Just before the final vote, council members amended the proposal to include a list of new requirements: The facility cannot use helicopters and explosives, and training must include programming that teaches officers to safeguard free speech; to minimize and recognize biases; and to avoid interactions with residents that escalate into angry and possibly violent confrontations.
But three council members who opposed the spending still implored their colleagues to join them. “We need to do better as a city,” said Jason Dozier, who cast one of the dissenting votes.
When the meeting adjourned on Tuesday morning, a chorus of boos erupted, along with chants of “Cop City will never be built!”
Dr. Mark Spencer, a physician, had waited in line for nine hours to speak. He called the training center a misuse of taxpayer money. He said his work at a hospital in the city had provided him with an unsettling panorama of the array of urgent challenges confronting many residents — challenges that could be addressed with those funds.
“We see patients in Atlanta every day that don’t have their most basic needs met,” he said. He noted a lack of access to affordable housing, nutritious food, education and mental health care.
Some speakers stressed the proximity of their homes to the site and the ways their lives would be directly affected, pushing back against state officials’ assertion that many if not most of the project’s opponents are not from Atlanta.

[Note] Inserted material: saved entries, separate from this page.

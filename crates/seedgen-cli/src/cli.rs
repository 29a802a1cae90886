//! CLI argument definitions for seedgen.

use std::path::PathBuf;

use clap::{Parser, Subcommand, ValueEnum};
use clap_verbosity_flag::{Verbosity, WarnLevel};
use colorchoice_clap::Color;

#[derive(Parser)]
#[command(
    name = "seedgen",
    version,
    about = "Generate random INSERT statements from SQL Server column metadata",
    long_about = "Generate synthetic test data for SQL Server tables.\n\n\
                  Reads table metadata (a table_info.json document or an\n\
                  INFORMATION_SCHEMA.COLUMNS CSV export) and writes a SQL script\n\
                  with randomized INSERT statements plus the metadata it used."
)]
pub struct Cli {
    #[command(subcommand)]
    pub command: Command,

    /// Adjust log verbosity (-v for info, -vv for debug, -q for errors only).
    #[command(flatten)]
    pub verbosity: Verbosity<WarnLevel>,

    /// Control ANSI color output (auto, always, never).
    #[command(flatten)]
    pub color: Color,

    /// Explicit log level (overrides -v/-q flags).
    #[arg(long = "log-level", value_enum, global = true)]
    pub log_level: Option<LogLevelArg>,

    /// Log output format (pretty for human, json for machine parsing).
    #[arg(
        long = "log-format",
        value_enum,
        default_value = "pretty",
        global = true
    )]
    pub log_format: LogFormatArg,

    /// Write logs to a file instead of stderr.
    #[arg(long = "log-file", value_name = "PATH", global = true)]
    pub log_file: Option<PathBuf>,
}

#[derive(Subcommand)]
pub enum Command {
    /// Generate INSERT statements for the tables in a metadata file.
    Generate(GenerateArgs),

    /// List the supported column data types.
    Types,
}

#[derive(Parser)]
pub struct GenerateArgs {
    /// Path to the table metadata (JSON document or CSV export).
    #[arg(value_name = "METADATA")]
    pub metadata: PathBuf,

    /// Format of the metadata file.
    #[arg(long = "input-format", value_enum, default_value = "json")]
    pub input_format: InputFormatArg,

    /// Database name for a CSV export (names the output script).
    #[arg(long = "database", value_name = "NAME", default_value = "test_db")]
    pub database: String,

    /// Only generate for tables in this schema.
    #[arg(long = "schema", value_name = "SCHEMA")]
    pub schema: Option<String>,

    /// Only generate for these tables (repeatable).
    #[arg(long = "table", value_name = "TABLE")]
    pub tables: Vec<String>,

    /// Rows to generate per table (default: 1).
    #[arg(long = "rows", value_name = "N")]
    pub rows: Option<usize>,

    /// Seed for reproducible output.
    #[arg(long = "seed", value_name = "N")]
    pub seed: Option<u64>,

    /// Earliest date for date columns, YYYY-MM-DD (default: 1980-01-01).
    #[arg(long = "date-start", value_name = "DATE")]
    pub date_start: Option<String>,

    /// Latest date for date columns, YYYY-MM-DD (default: today).
    #[arg(long = "date-end", value_name = "DATE")]
    pub date_end: Option<String>,

    /// How decimal columns are filled.
    ///
    /// `fixed` draws 1.55..=3.89 with two decimals for every column;
    /// `declared` fits each column's precision and scale.
    #[arg(long = "decimal", value_enum)]
    pub decimal: Option<DecimalArg>,

    /// Output directory for generated files (default: ./output).
    #[arg(long = "output-dir", value_name = "DIR")]
    pub output_dir: Option<PathBuf>,

    /// TOML file with a [generate] section; flags override it.
    #[arg(long = "config", value_name = "PATH")]
    pub config: Option<PathBuf>,

    /// Generate and report without writing output files.
    #[arg(long = "dry-run")]
    pub dry_run: bool,
}

#[derive(Clone, Copy, ValueEnum)]
pub enum InputFormatArg {
    Json,
    Csv,
}

#[derive(Clone, Copy, ValueEnum)]
pub enum DecimalArg {
    Fixed,
    Declared,
}

/// CLI log level choices.
#[derive(Clone, Copy, ValueEnum)]
pub enum LogLevelArg {
    Error,
    Warn,
    Info,
    Debug,
    Trace,
}

/// CLI log format choices.
#[derive(Clone, Copy, ValueEnum)]
pub enum LogFormatArg {
    Pretty,
    Compact,
    Json,
}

“A giant simulated city in the woods where police will train in riot techniques because they’re scared of what will happen the next time they kill someone like George Floyd or Rayshard Brooks does nothing for us,” said Clifton Kelley, an emergency medical technician who lives near the site, referring to Black men whose deaths at the hands of police officers touched off unrest in 2020.
Keyanna Jones, a local activist, urged the City Council to reconsider. She also encouraged Atlanta as a whole to search for common ground. A winning vote was a setback, she said, but not an insurmountable one.
“We want y’all to know we’re not letting this go,” she told the council. “No matter how you vote today, no matter which way this goes, this is not the end, because we have a duty to stand against injustice in all of its forms — whether you like the way we do it or not.”